On la voit d’abord s’installer au travers d’anecdotes qui seront familières à tous ceux qui ont accompagné des personnes âgées et qui peuvent rappeler les prémices d’un syndrome d’Alzheimer : perte de la mémoire immédiate, radotages, érosion de la notion du temps... Bientôt, la vieillesse de Kant apparaît comme un retour progressif vers l’enfance, une sortie de l’âge de raison. Lui qui ne se laissait jamais aller à aucun relâchement dans sa conduite se montre désormais capricieux : entre autres exemples, on le voit ainsi développer une petite addiction au café qui donne lieu à des scènes plutôt comiques avec ses domestiques.

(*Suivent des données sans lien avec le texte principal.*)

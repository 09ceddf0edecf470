//! Signal Implementation
//!
//! A Signal is the fundamental reactive primitive. It holds a value and
//! tracks which computations depend on it.
//!
//! # How Signals Work
//!
//! 1. When a signal is read within a reactive context (memo/effect), the
//!    read is recorded; when the computation finishes it joins the signal's
//!    subscriber set.
//!
//! 2. When a signal's value changes, all subscribers are handed to the
//!    scheduler, which runs them now or at the end of the current batch.
//!
//! 3. A write that leaves the value equal to the current one notifies
//!    nobody.
//!
//! # Equality
//!
//! `Signal::new` compares values with `PartialEq`. Types that want identity
//! semantics (or no comparison at all) opt in explicitly through
//! [`Signal::with_equality`], e.g. `Signal::with_equality(Arc::new(x), Arc::ptr_eq)`.
//!
//! # Thread Safety
//!
//! The value is protected by a `parking_lot::RwLock`. Locks are never held
//! while subscribers run.

use std::fmt::{self, Debug};
use std::sync::Arc;

use parking_lot::RwLock;

use super::context::ReactiveContext;
use super::subscriber::{SourceId, Subscriber, SubscriberSet, TrackedSource, Unsubscribe};

/// Comparator deciding whether a write changed the value.
pub type Equality<T> = fn(&T, &T) -> bool;

/// A reactive signal holding a value of type T.
///
/// Cloning a signal yields another handle to the same cell.
///
/// # Example
///
/// ```rust
/// use trellis_core::reactive::Signal;
///
/// let count = Signal::new(0);
/// count.set(5);
/// assert_eq!(count.get(), 5);
/// ```
pub struct Signal<T>
where
    T: Clone + Send + Sync + 'static,
{
    /// Unique identifier for this signal.
    id: SourceId,

    /// The current value.
    value: Arc<RwLock<T>>,

    /// Effects, memos and callbacks notified on change.
    subscribers: Arc<SubscriberSet>,

    /// Change detection used by `set`.
    equals: Equality<T>,
}

impl<T> Signal<T>
where
    T: Clone + Send + Sync + 'static,
{
    /// Create a new signal that detects changes with `PartialEq`.
    pub fn new(value: T) -> Self
    where
        T: PartialEq,
    {
        Self::with_equality(value, <T as PartialEq>::eq)
    }

    /// Create a new signal with a custom change comparator.
    ///
    /// `equals(old, new)` returning `true` suppresses the notification.
    pub fn with_equality(value: T, equals: Equality<T>) -> Self {
        Self {
            id: SourceId::new(),
            value: Arc::new(RwLock::new(value)),
            subscribers: Arc::new(SubscriberSet::new()),
            equals,
        }
    }

    /// Get the signal's unique ID.
    pub fn id(&self) -> SourceId {
        self.id
    }

    fn track(&self) {
        ReactiveContext::track(TrackedSource::new(self.id, &self.subscribers));
    }

    /// Get the current value.
    ///
    /// If called within a reactive context, this also records the signal as
    /// a dependency of the running computation.
    pub fn get(&self) -> T {
        self.track();
        self.value.read().clone()
    }

    /// Get the current value without tracking dependencies.
    pub fn get_untracked(&self) -> T {
        self.value.read().clone()
    }

    /// Borrow the current value, tracking the read.
    ///
    /// The value stays locked for the duration of `f`; `f` must not write to
    /// this signal.
    pub fn with<F, R>(&self, f: F) -> R
    where
        F: FnOnce(&T) -> R,
    {
        self.track();
        f(&*self.value.read())
    }

    /// Borrow the current value without tracking the read.
    pub fn with_untracked<F, R>(&self, f: F) -> R
    where
        F: FnOnce(&T) -> R,
    {
        f(&*self.value.read())
    }

    /// Set a new value and notify subscribers if it changed.
    ///
    /// Returns whether a notification fired.
    pub fn set(&self, value: T) -> bool {
        let changed = {
            let mut guard = self.value.write();
            if (self.equals)(&*guard, &value) {
                false
            } else {
                *guard = value;
                true
            }
        };

        if changed {
            self.subscribers.notify();
        }
        changed
    }

    /// Compute the next value from the current one.
    ///
    /// This is the function form of [`set`](Self::set).
    pub fn update<F>(&self, f: F) -> bool
    where
        F: FnOnce(&T) -> T,
    {
        let next = {
            let guard = self.value.read();
            f(&*guard)
        };
        self.set(next)
    }

    /// Register a callback invoked after every change.
    pub fn subscribe<F>(&self, callback: F) -> Unsubscribe
    where
        F: Fn() + Send + Sync + 'static,
    {
        let subscriber = Subscriber::new(callback);
        let handle = Unsubscribe::new(&self.subscribers, subscriber.id());
        self.subscribers.insert(subscriber);
        handle
    }

    /// Get the number of subscribers.
    pub fn subscriber_count(&self) -> usize {
        self.subscribers.len()
    }

    /// Split into a read half and a write half.
    pub fn split(self) -> (ReadSignal<T>, WriteSignal<T>) {
        (ReadSignal(self.clone()), WriteSignal(self))
    }
}

impl<T> Clone for Signal<T>
where
    T: Clone + Send + Sync + 'static,
{
    fn clone(&self) -> Self {
        Self {
            id: self.id,
            value: Arc::clone(&self.value),
            subscribers: Arc::clone(&self.subscribers),
            equals: self.equals,
        }
    }
}

impl<T> Debug for Signal<T>
where
    T: Clone + Send + Sync + Debug + 'static,
{
    fn fmt(&self, f: &mut fmt::Formatter<'_>) -> fmt::Result {
        f.debug_struct("Signal")
            .field("id", &self.id)
            .field("value", &self.get_untracked())
            .field("subscriber_count", &self.subscriber_count())
            .finish()
    }
}

/// Read half of a signal created with [`create_signal`].
#[derive(Clone)]
pub struct ReadSignal<T: Clone + Send + Sync + 'static>(Signal<T>);

impl<T> ReadSignal<T>
where
    T: Clone + Send + Sync + 'static,
{
    pub fn get(&self) -> T {
        self.0.get()
    }

    pub fn get_untracked(&self) -> T {
        self.0.get_untracked()
    }

    pub fn with<F, R>(&self, f: F) -> R
    where
        F: FnOnce(&T) -> R,
    {
        self.0.with(f)
    }

    pub fn subscribe<F>(&self, callback: F) -> Unsubscribe
    where
        F: Fn() + Send + Sync + 'static,
    {
        self.0.subscribe(callback)
    }
}

/// Write half of a signal created with [`create_signal`].
#[derive(Clone)]
pub struct WriteSignal<T: Clone + Send + Sync + 'static>(Signal<T>);

impl<T> WriteSignal<T>
where
    T: Clone + Send + Sync + 'static,
{
    pub fn set(&self, value: T) -> bool {
        self.0.set(value)
    }

    pub fn update<F>(&self, f: F) -> bool
    where
        F: FnOnce(&T) -> T,
    {
        self.0.update(f)
    }
}

/// Create a signal and return its read and write halves.
pub fn create_signal<T>(initial: T) -> (ReadSignal<T>, WriteSignal<T>)
where
    T: Clone + PartialEq + Send + Sync + 'static,
{
    Signal::new(initial).split()
}

// ----------------------------------------------------------------------------
// Tests
// ----------------------------------------------------------------------------

#[cfg(test)]
mod tests {
    use super::*;
    use crate::reactive::scheduler::batch;
    use std::sync::atomic::{AtomicI32, Ordering};

    fn counter(signal: &Signal<i32>) -> (Arc<AtomicI32>, Unsubscribe) {
        let call_count = Arc::new(AtomicI32::new(0));
        let call_count_clone = call_count.clone();
        let handle = signal.subscribe(move || {
            call_count_clone.fetch_add(1, Ordering::SeqCst);
        });
        (call_count, handle)
    }

    #[test]
    fn signal_get_and_set() {
        let signal = Signal::new(0);
        assert_eq!(signal.get(), 0);

        signal.set(5);
        assert_eq!(signal.get(), 5);
    }

    #[test]
    fn signal_update() {
        let signal = Signal::new(10);
        signal.update(|v| v * 2);
        assert_eq!(signal.get(), 20);
    }

    #[test]
    fn signal_notifies_subscribers_once_per_change() {
        let signal = Signal::new(0);
        let (call_count, _handle) = counter(&signal);

        assert!(signal.set(1));
        assert_eq!(call_count.load(Ordering::SeqCst), 1);

        assert!(signal.set(2));
        assert_eq!(call_count.load(Ordering::SeqCst), 2);
    }

    #[test]
    fn equal_write_does_not_notify() {
        let signal = Signal::new(3);
        let (call_count, _handle) = counter(&signal);

        assert!(!signal.set(3));
        assert!(!signal.update(|v| *v));
        assert_eq!(call_count.load(Ordering::SeqCst), 0);
    }

    #[test]
    fn custom_equality_controls_notification() {
        let first = Arc::new(vec![1, 2, 3]);
        let signal = Signal::with_equality(first.clone(), Arc::ptr_eq);
        let call_count = Arc::new(AtomicI32::new(0));
        let call_count_clone = call_count.clone();
        let _handle = signal.subscribe(move || {
            call_count_clone.fetch_add(1, Ordering::SeqCst);
        });

        // Same allocation: no change.
        signal.set(first);
        assert_eq!(call_count.load(Ordering::SeqCst), 0);

        // Structurally equal but a different allocation: changed.
        signal.set(Arc::new(vec![1, 2, 3]));
        assert_eq!(call_count.load(Ordering::SeqCst), 1);
    }

    #[test]
    fn signal_unsubscribe() {
        let signal = Signal::new(0);
        let (call_count, handle) = counter(&signal);

        signal.set(1);
        assert_eq!(call_count.load(Ordering::SeqCst), 1);

        handle.unsubscribe();
        handle.unsubscribe();
        assert_eq!(signal.subscriber_count(), 0);

        signal.set(2);
        assert_eq!(call_count.load(Ordering::SeqCst), 1);
    }

    #[test]
    fn batched_writes_notify_once() {
        let signal = Signal::new(0);
        let (call_count, _handle) = counter(&signal);

        batch(|| {
            signal.set(1);
            signal.set(2);
            signal.set(3);
        });

        assert_eq!(call_count.load(Ordering::SeqCst), 1);
        assert_eq!(signal.get(), 3);
    }

    #[test]
    fn signal_clone_shares_state() {
        let signal1 = Signal::new(0);
        let signal2 = signal1.clone();

        signal1.set(42);
        assert_eq!(signal2.get(), 42);

        signal2.set(100);
        assert_eq!(signal1.get(), 100);
        assert_eq!(signal1.id(), signal2.id());
    }

    #[test]
    fn create_signal_splits_read_and_write() {
        let (count, set_count) = create_signal(0);
        set_count.set(5);
        assert_eq!(count.get(), 5);

        set_count.update(|v| v + 1);
        assert_eq!(count.with(|v| *v), 6);
    }
}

Avec minutie et précision, Quincey relate la lente décrépitude, à la fois mentale et corporelle, d’un génie qui fut pourtant l’un des plus imposants de son temps. Tout au long de cette exposition apparemment scrupuleuse des symptômes de la sénilité, le décalage avec l’esprit excellent et infaillible par lequel on se représentait jusqu’alors le grand philosophe prend un tour tantôt ironique, tantôt pathétique.

« Quincey prend donc le contrepied à la fois lucide et pessimiste d’une tradition qui, de Cicéron à Montaigne, a voulu vanter les avantages de la vieillesse : dans Les derniers jours d’Emmanuel Kant, celle-ci est décrite au contraire comme ce qu’elle est cliniquement, c’est-à-dire une perte irréversible de puissance. »

On le voit peu à peu se recouvrir de ténèbres, s’égarer dans des fantasmagories et des hallucinations qui inspirèrent une exposition à l’artiste Laurent Millet. Jusqu’à la description presque clinique de son agonie, de ses derniers battements de pouls et de l’arrêt complet du mécanisme corporel : le récit devient alors assez crû, presque naturaliste pour nous rappeler la décrépitude à laquelle même les esprits qui se sont élevés au-dessus des autres ne peuvent échapper.

Est-ce à dire pour autant que Thomas de Quincey a voulu briser une idole en montrant à quel point elle était mortelle ? Pas vraiment. Tout au long de ce récit désolant de la déliquescence d’un homme, il laisse paraître les éclairs de lucidité au cours desquels Kant prouvait, jusqu’à la toute fin, la conscience qu’il avait de son propre état. Il nous laisse voir lors de nombreux passages que la flamme, jadis si haute de son intelligence est toujours là, à l’état de braise, mais encore brûlante.

Il a plutôt cherché à nous rappeler, dans un constat implacable, mais pas dénué de tendresse, que l’intelligence humaine, même élevée au plus haut point comme elle l’était chez Kant, n’est jamais divine. Il a simplement noté le moment ou l’esprit faillit et n’est plus capable de théoriser, celui qui marque le début d’une longue perte des facultés cognitives, sensitives et rationnelles avec laquelle il faut pourtant continuer à vivre jusqu’à la fin. Quincey prend donc le contrepied à la fois lucide et pessimiste d’une tradition qui, de Cicéron à Montaigne, a voulu vanter les avantages de la vieillesse : dans Les derniers jours d’Emmanuel Kant, celle-ci est décrite au contraire comme ce qu’elle est cliniquement, c’est-à-dire une perte irréversible de puissance.